EXERCISE: From the records that follow, copy every line in which "exit" appears.

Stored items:
-------
//! Ansible-style backend adapter
//!
//! Provisions by running playbooks against a configured host inventory
//! instead of calling a cloud API. A run's real outcome comes from its
//! PLAY RECAP block: per-host ok/changed/unreachable/failed counts,
//! which are authoritative over the process exit code because some
//! runners exit 0 on partial failure.
//!
//! Hosts are bare metal or provisioned elsewhere, so most lifecycle
//! operations only exist if the operator configured a playbook for
//! them; the rest are reported as permanently unsupported.

pub mod adapter;
pub mod inventory;
pub mod recap;
pub mod runner;

pub use adapter::{AnsibleAdapter, AnsibleConfig, HostEntry, PlaybookSet};
pub use inventory::{Inventory, InventoryHost};
pub use recap::HostRecap;
pub use runner::{ExecutionId, ExecutionResult, ExecutionState, PlaybookRunner};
-------
ANSWER TO THE EXERCISE:
//! which are authoritative over the process exit code because some
//! runners exit 0 on partial failure.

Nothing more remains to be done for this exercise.